1-5Department of Emergency Medicine, Christian Medical College, Vellore, Tamil Nadu, India

6Department of General Medicine, Christian Medical College, Vellore, Tamil Nadu, India

Corresponding Author: Kundavaram PP Abhilash, Department of Emergency Medicine, Christian Medical College, Vellore, Tamil Nadu, India, Mobile: +91 9994924743, e-mail: kppabhilash@gmail.com

How to cite this article: Abhilash KPP, Murugan S, Rabbi AS, Pradeeptha S, Pradeep R, Gunasekaran K. Deliberate Self-poisoning due to Plant Toxins: Verdant Footprints of the Past into the Present. Indian J Crit Care Med 2021;25(4):392–397.

Source of support: Nil

Conflict of interest: None

ABSTRACT

Background: Plant poisoning is one of the common methods of deliberate self-poisoning (DSP). Exposure to plants and its consequence account for a considerable number of deaths in rural India.

Materials and methods: This retrospective observational study was conducted in the emergency department of a large tertiary care hospital in South India over a period of 2 years and recruited patients who presented with DSP from plant poisoning.

Results: During the study period, 150 cases of plant poisoning were included. The mean (standard deviation) age of presentation was 31.4 (12.2) years. The most common type of plant poison consumed was oleander (63%) followed by oduvanthalai (50%), Strychnos nux-vomica (3%), datura (3%), and others, which comprised about 5.3% included henna (1.3%), cactus (1.3%), and a case each of castor, Gloriosa superba, Adenanthera pavonina, and Abrus precatorius. Patients in age-group 16–30 years had the highest rate of ingestion. The seasonal pattern was found to peak in the month of April. Gastric lavage was done in 102/150:68%. Consumption of decoction [odds ratio (OR): 5, 95% confidence interval (CI): 2.27–14.00, p value: <0.001] and metabolic acidosis (pH <7.35) (OR: 11.48, 95% CI: 4.17–31.57, p value: <0.001) were more common in oduvanthalai poisoning as compared to oleander. The mortality among plant poisoning was 9.3% (14/150).

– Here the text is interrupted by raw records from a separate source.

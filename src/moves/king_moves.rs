use crate::game_state::board::Board;
use crate::game_state::chess_types::Piece;
use crate::moves::move_descriptions::MoveCandidate;
use crate::moves::sliding_moves::step_candidates;

pub const KING_OFFSETS: [(i8, i8); 8] = [
    (0, 1),
    (1, 1),
    (1, 0),
    (1, -1),
    (0, -1),
    (-1, -1),
    (-1, 0),
    (-1, 1),
];

/// One-square steps only. Castling is generated separately.
pub fn generate_king_candidates(board: &Board, piece: &Piece, out: &mut Vec<MoveCandidate>) {
    step_candidates(board, piece, &KING_OFFSETS, out);
}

Conclusion: Our study sheds light on the spectrum of local plants consumed for DSP. Oleander and oduvanthalai were most commonly used for DSP. Consuming a decoction of leaves leading to severe metabolic acidosis at presentation is seen associated with oduvanthalai poisoning.

Keywords: Deliberate self-poisoning, Emergency department, Oduvanthalai, Oleander, Plant poisons.

SHHORT KEY MESSAGES

Our study shows the spectrum of plants being consumed for deliberate self-harm in our locality in South India, with oleander and oduvanthalai being the most common. The highly toxic decoction being the preferred mode of consumption of oduvanthalai is the cause of concern. Our study highlights the clinical- and laboratory-distinguishing features between oleander and oduvanthalai poisoning with the latter presenting with significant metabolic acidosis.

INTRODUCTION

Deliberate self-poisoning (DSP) is a common presentation to an emergency department (ED). In low-middle-income countries like India where socioeconomic factors, such as poverty, unemployment, and domestic violence are pervasive, it is not surprising to find a higher prevalence of self-poisoning as opposed to psychiatric conditions in the west.1-3 Such cases of nonfatal DSP account for 10.6/100,000 in the Indian subcontinent, almost ranking the highest in the world, with an estimated 50,000 deaths per year.2 Various methods of DSP as seen in another study done in South India are ingestion of agrochemicals, plant poisons, rodenticides, and drugs.4

The local availability of highly toxic plants predominantly in the rural areas of an agrarian society like India only provides an easy access to self-poisoning. A deadly combination of low intention, high lethality, and lack of proper medical infrastructure poses a risk of severe mortality. In India, there are more than 4,000 species of medicinal plants growing as herbs, shrubs, and trees, many of which are used in traditional medicine by local apothecaries to make potions for various ailments.5,6 These medicinal plants are usually seen as cohabitants with many toxic plants, usually flowering shrubs and herbs, commonly used as ornamental plants around houses and temples. A lack of knowledge or, perhaps, the knowledge of the constituents can prove to be fatal when used in large doses. The ingestion of medicinal compounds in large doses can be fatal as most of them believe it to be particularly safe because of their natural origin.7 The toxicological patterns of plants used for DSP vary according to the culture, availability, and geographical locations around the world. In spite of the high prevalence of DSP using plant poisons, a few studies are undertaken to understand the patterns involved in such cases. Hence, this study was undertaken in Vellore, a town in Southern India, to study the incidence and the toxicological profile of these patients.

MATERIALS AND METHODS

Study Design

This was a retrospective study on patients presenting with plant poisoning.

Study Setting

The study was conducted in the ED of a large tertiary care hospital in South India. Our ED is a 50-bed department and tends to have about 300 patients per day including toxicology and other cases.

Participants

All patients with plant toxin ingestion who presented to the ED between January 2017 and December 2018.

Inclusion Criteria

Patients with DSP with plant or plant products/plant toxins were included in the analysis.

Exclusion Criteria

DSP due to other causes and patients with missing data and brought dead were excluded from the analysis.

Variables

Patient data were retrieved through the ED triage registry software and the hospital electronic database. The variables included were age, sex, mode of DSP, methods of ingestion, factors triggering DSP, associated risk factors suggestive of known psychiatric illness and previous history of DSP, and details of prehospital and ED resuscitation.

Outcome Variables

The outcome measures were the spectrum of compounds/method of DSP and factors associated with oleander and oduvanthalai poisoning along with inhospital mortality.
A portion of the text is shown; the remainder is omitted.